/// Counters collected while building an index.
#[derive(Debug, Clone, Default, PartialEq, Eq, Serialize)]
pub struct BuildStats {
    pub peers: usize,
    /// Duplicate snapshots dropped by the release tie-break
    pub shadowed_snapshots: usize,
    pub correlation_errors: usize,
    pub unchanged: usize,
    pub changed: usize,
    pub added: usize,
    pub removed: usize,
    pub moved_path: usize,
    pub moved_subpackage: usize,
    pub ambiguous: usize,
}

impl BuildStats {
    pub(super) fn record(
        &mut self,
        change: ChangeKind,
        moved_path: bool,
        moved_subpackage: bool,
        ambiguous: bool,
    ) {
        match change {
            ChangeKind::Unchanged | ChangeKind::Moved => self.unchanged += 1,
            ChangeKind::Changed => self.changed += 1,
            ChangeKind::Added => self.added += 1,
            ChangeKind::Removed => self.removed += 1,
        }
        self.moved_path += usize::from(moved_path);
        self.moved_subpackage += usize::from(moved_subpackage);
        self.ambiguous += usize::from(ambiguous);
    }
}

type NameOrdering = Box<dyn Fn(&str, &str) -> Ordering + Send + Sync>;

/// Builder for [`BuildPeerIndex`].
#[derive(Default)]
pub struct PeerIndexBuilder {
    favor_release: FavorRelease,
    name_ordering: Option<NameOrdering>,
}

impl fmt::Debug for PeerIndexBuilder {
    fn fmt(&self, f: &mut fmt::Formatter<'_>) -> fmt::Result {
        f.debug_struct("PeerIndexBuilder")
            .field("favor_release", &self.favor_release)
            .field("custom_ordering", &self.name_ordering.is_some())
            .finish()
    }
}

impl PeerIndexBuilder {
    #[must_use]
    pub fn new() -> Self {
        Self::default()
    }

    #[must_use]
    pub fn with_favor_release(mut self, favor: FavorRelease) -> Self {
        self.favor_release = favor;
        self
    }

    /// Order peers with a custom comparison instead of alphabetically.
    ///
    /// Names the comparison considers equal fall back to byte order.
    #[must_use]
    pub fn with_name_ordering<F>(mut self, ordering: F) -> Self
    where
        F: Fn(&str, &str) -> Ordering + Send + Sync + 'static,
    {
        self.name_ordering = Some(Box::new(ordering));
        self
    }

    /// Pair both sides by package name and correlate their files.
    #[must_use]
    pub fn build(
        self,
        before: Vec<PackageSnapshot>,
        after: Vec<PackageSnapshot>,
    ) -> BuildPeerIndex {
        let mut stats = BuildStats::default();
        let mut errors = Vec::new();

        let mut before = self.group(before, BuildSide::Before, &mut stats);
        let mut after = self.group(after, BuildSide::After, &mut stats);

        let mut names: Vec<String> = before
            .keys()
            .chain(after.keys())
            .cloned()
            .collect::<HashSet<_>>()
            .into_iter()
            .collect();
        match &self.name_ordering {
            Some(ordering) => names.sort_by(|a, b| ordering(a, b).then_with(|| a.cmp(b))),
            None => names.sort(),
        }

        let mut arena = SnapshotArena::default();
        let mut malformed = HashSet::new();
        let mut peers = Vec::with_capacity(names.len());
        for name in names {
            let before_id = before
                .remove(&name)
                .map(|s| admit(&mut arena, s, &mut malformed, &mut errors));
            let after_id = after
                .remove(&name)
                .map(|s| admit(&mut arena, s, &mut malformed, &mut errors));
            peers.push(PackagePeer {
                name,
                before: before_id,
                after: after_id,
                files: Vec::new(),
            });
        }

        correlate::correlate(&mut arena, &mut peers, &malformed, &mut stats);

        stats.peers = peers.len();
        stats.correlation_errors = errors.len();
        let by_name = peers
            .iter()
            .enumerate()
            .map(|(idx, peer)| (peer.name.clone(), idx))
            .collect();

        tracing::info!(
            peers = stats.peers,
            changed = stats.changed,
            added = stats.added,
            removed = stats.removed,
            moved = stats.moved_path + stats.moved_subpackage,
            errors = stats.correlation_errors,
            "Built peer index"
        );

        BuildPeerIndex {
            arena,
            peers,
            by_name,
            errors,
            stats,
        }
    }

    /// Group one side by name, applying the release tie-break to duplicates.
    fn group(
        &self,
        snapshots: Vec<PackageSnapshot>,
        side: BuildSide,
        stats: &mut BuildStats,
    ) -> HashMap<String, PackageSnapshot> {
        let mut grouped: IndexMap<String, Vec<PackageSnapshot>> = IndexMap::new();
        for mut snapshot in snapshots {
            if snapshot.side() != side {
                tracing::warn!(
                    package = snapshot.name(),
                    declared = %snapshot.side(),
                    %side,
                    "Snapshot side does not match the build it was given in"
                );
                snapshot.set_side(side);
            }
            grouped
                .entry(snapshot.name().to_string())
                .or_default()
                .push(snapshot);
        }

        let mut chosen = HashMap::with_capacity(grouped.len());
        for (name, candidates) in grouped {
            let Some((winner, shadowed)) = self.favor_release.select(candidates) else {
                continue;
            };
            for dropped in &shadowed {
                tracing::warn!(
                    package = %name,
                    %side,
                    kept = %winner.metadata().nvr(),
                    dropped = %dropped.metadata().nvr(),
                    favor = %self.favor_release,
                    "Dropping duplicate package snapshot"
                );
            }
            stats.shadowed_snapshots += shadowed.len();
            chosen.insert(name, winner);
        }
        chosen
    }
}

/// Validate a snapshot's files, clear stale links and move it into the arena.
fn admit(
    arena: &mut SnapshotArena,
    mut snapshot: PackageSnapshot,
    malformed: &mut HashSet<FileRef>,
    errors: &mut Vec<CorrelationError>,
) -> SnapshotId {
    let mut bad_positions = Vec::new();
    for (position, entry) in snapshot.files().iter().enumerate() {
        if let Err(reason) = entry.validate() {
            tracing::warn!(
                package = snapshot.name(),
                side = %snapshot.side(),
                position,
                "Malformed file entry: {reason}"
            );
            errors.push(CorrelationError {
                package: snapshot.name().to_string(),
                side: snapshot.side(),
                position,
                localpath: entry.localpath.clone(),
                reason,
            });
            bad_positions.push(position);
        }
    }
    for entry in snapshot.files_mut() {
        entry.unlink_peer();
    }

    let id = arena.insert(snapshot);
    malformed.extend(bad_positions.into_iter().map(|position| FileRef {
        snapshot: id,
        position,
    }));
    id
}

/// Package peers of a before/after build pair with their file correlations.
///
/// The index owns every snapshot. File peer links are [`FileRef`]s into the
/// index and are resolved with [`BuildPeerIndex::resolve`].
#[derive(Debug)]
pub struct BuildPeerIndex {
    arena: SnapshotArena,
    peers: Vec<PackagePeer>,
    by_name: HashMap<String, usize>,
    errors: Vec<CorrelationError>,
    stats: BuildStats,
}

impl BuildPeerIndex {
    /// Build with default options.
    #[must_use]
    pub fn build(before: Vec<PackageSnapshot>, after: Vec<PackageSnapshot>) -> Self {
        PeerIndexBuilder::new().build(before, after)
    }

    #[must_use]
    pub fn builder() -> PeerIndexBuilder {
        PeerIndexBuilder::new()
    }

    /// All peers in name order.
    #[must_use]
    pub fn peers(&self) -> &[PackagePeer] {
        &self.peers
    }

    #[must_use]
    pub fn peer(&self, name: &str) -> Option<&PackagePeer> {
        self.by_name.get(name).map(|&idx| &self.peers[idx])
    }

    #[must_use]
    pub fn snapshot(&self, id: SnapshotId) -> Option<&PackageSnapshot> {
        self.arena.get(id)
    }

    /// Live snapshots of one side, in peer order.
    pub fn snapshots(&self, side: BuildSide) -> impl Iterator<Item = &PackageSnapshot> + '_ {
        self.peers
            .iter()
            .filter_map(move |peer| peer.side(side))
            .filter_map(|id| self.arena.get(id))
    }

    /// Whether the index holds any before-side snapshot.
    #[must_use]
    pub fn has_before(&self) -> bool {
        self.snapshots(BuildSide::Before).next().is_some()
    }

    #[must_use]
    pub fn resolve(&self, fref: FileRef) -> Option<&FileEntry> {
        self.arena.file(fref)
    }

    /// The entry linked to `entry`, if its snapshot is still live.
    #[must_use]
    pub fn peer_of(&self, entry: &FileEntry) -> Option<&FileEntry> {
        entry.peer().and_then(|fref| self.arena.file(fref))
    }

    /// Correlations of a peer with both sides resolved.
    pub fn correlations<'a>(
        &'a self,
        peer: &'a PackagePeer,
    ) -> impl Iterator<Item = ResolvedCorrelation<'a>> + 'a {
        peer.files.iter().map(move |correlation| ResolvedCorrelation {
            before: correlation.before.and_then(|r| self.arena.file(r)),
            after: correlation.after.and_then(|r| self.arena.file(r)),
            correlation,
        })
    }

    #[must_use]
    pub fn before_files(&self, peer: &PackagePeer) -> &[FileEntry] {
        self.side_files(peer, BuildSide::Before)
    }

    #[must_use]
    pub fn after_files(&self, peer: &PackagePeer) -> &[FileEntry] {
        self.side_files(peer, BuildSide::After)
    }

    fn side_files(&self, peer: &PackagePeer, side: BuildSide) -> &[FileEntry] {
        peer.side(side)
            .and_then(|id| self.arena.get(id))
            .map(PackageSnapshot::files)
            .unwrap_or_default()
    }

    /// Entries that could not be correlated.
    #[must_use]
    pub fn errors(&self) -> &[CorrelationError] {
        &self.errors
    }

    /// Correlation errors recorded for one package.
    pub fn errors_for<'a>(
        &'a self,
        package: &'a str,
    ) -> impl Iterator<Item = &'a CorrelationError> + 'a {
        self.errors.iter().filter(move |e| e.package == package)
    }

    #[must_use]
    pub fn stats(&self) -> &BuildStats {
        &self.stats
    }

    #[must_use]
    pub fn live_snapshots(&self) -> usize {
        self.arena.len()
    }

    /// Hash of the peer and correlation layout.
    ///
    /// Two indexes built from the same snapshot sets produce the same
    /// fingerprint regardless of input order.
    #[must_use]
    pub fn fingerprint(&self) -> u64 {
        let mut fp = Fingerprint::new();
        for peer in &self.peers {
            fp.field(peer.name.as_bytes()).flags(&[
                u8::from(peer.before.is_some()) | (u8::from(peer.after.is_some()) << 1),
            ]);
            for c in &peer.files {
                for side in [c.before, c.after] {
                    let path = side
                        .and_then(|r| self.arena.file(r))
                        .map_or("", |entry| entry.localpath.as_str());
                    fp.field(path.as_bytes());
                }
                fp.flags(&[
                    u8::from(c.moved_path),
                    u8::from(c.moved_subpackage),
                    u8::from(c.ambiguous),
                    c.change as u8,
                ]);
            }
            fp.end_group();
        }
        fp.finish()
    }

    /// Tear down a snapshot and return it.
    ///
    /// Partner entries that pointed into the snapshot lose their peer link,
    /// as do the returned snapshot's own entries. Ids and refs issued for it
    /// no longer resolve.
    pub fn remove_snapshot(&mut self, id: SnapshotId) -> Option<PackageSnapshot> {
        let partners: Vec<FileRef> = self
            .arena
            .get(id)?
            .files()
            .iter()
            .filter_map(FileEntry::peer)
            .collect();

        for partner in partners {
            if let Some(entry) = self.arena.file_mut(partner) {
                if entry.peer().is_some_and(|p| p.snapshot == id) {
                    entry.unlink_peer();
                }
            }
        }

        let mut snapshot = self.arena.remove(id)?;
        for entry in snapshot.files_mut() {
            entry.unlink_peer();
        }
        tracing::debug!(package = snapshot.name(), side = %snapshot.side(), "Tore down snapshot");
        Some(snapshot)
    }
}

-=-=-=-=-

▶ **EXERCISE DESCRIPTION**
The expected result is a copy of each line in the records where "removed" appears.

▶ **RESPONSE**
    pub removed: usize,
            ChangeKind::Removed => self.removed += 1,
            removed = stats.removed,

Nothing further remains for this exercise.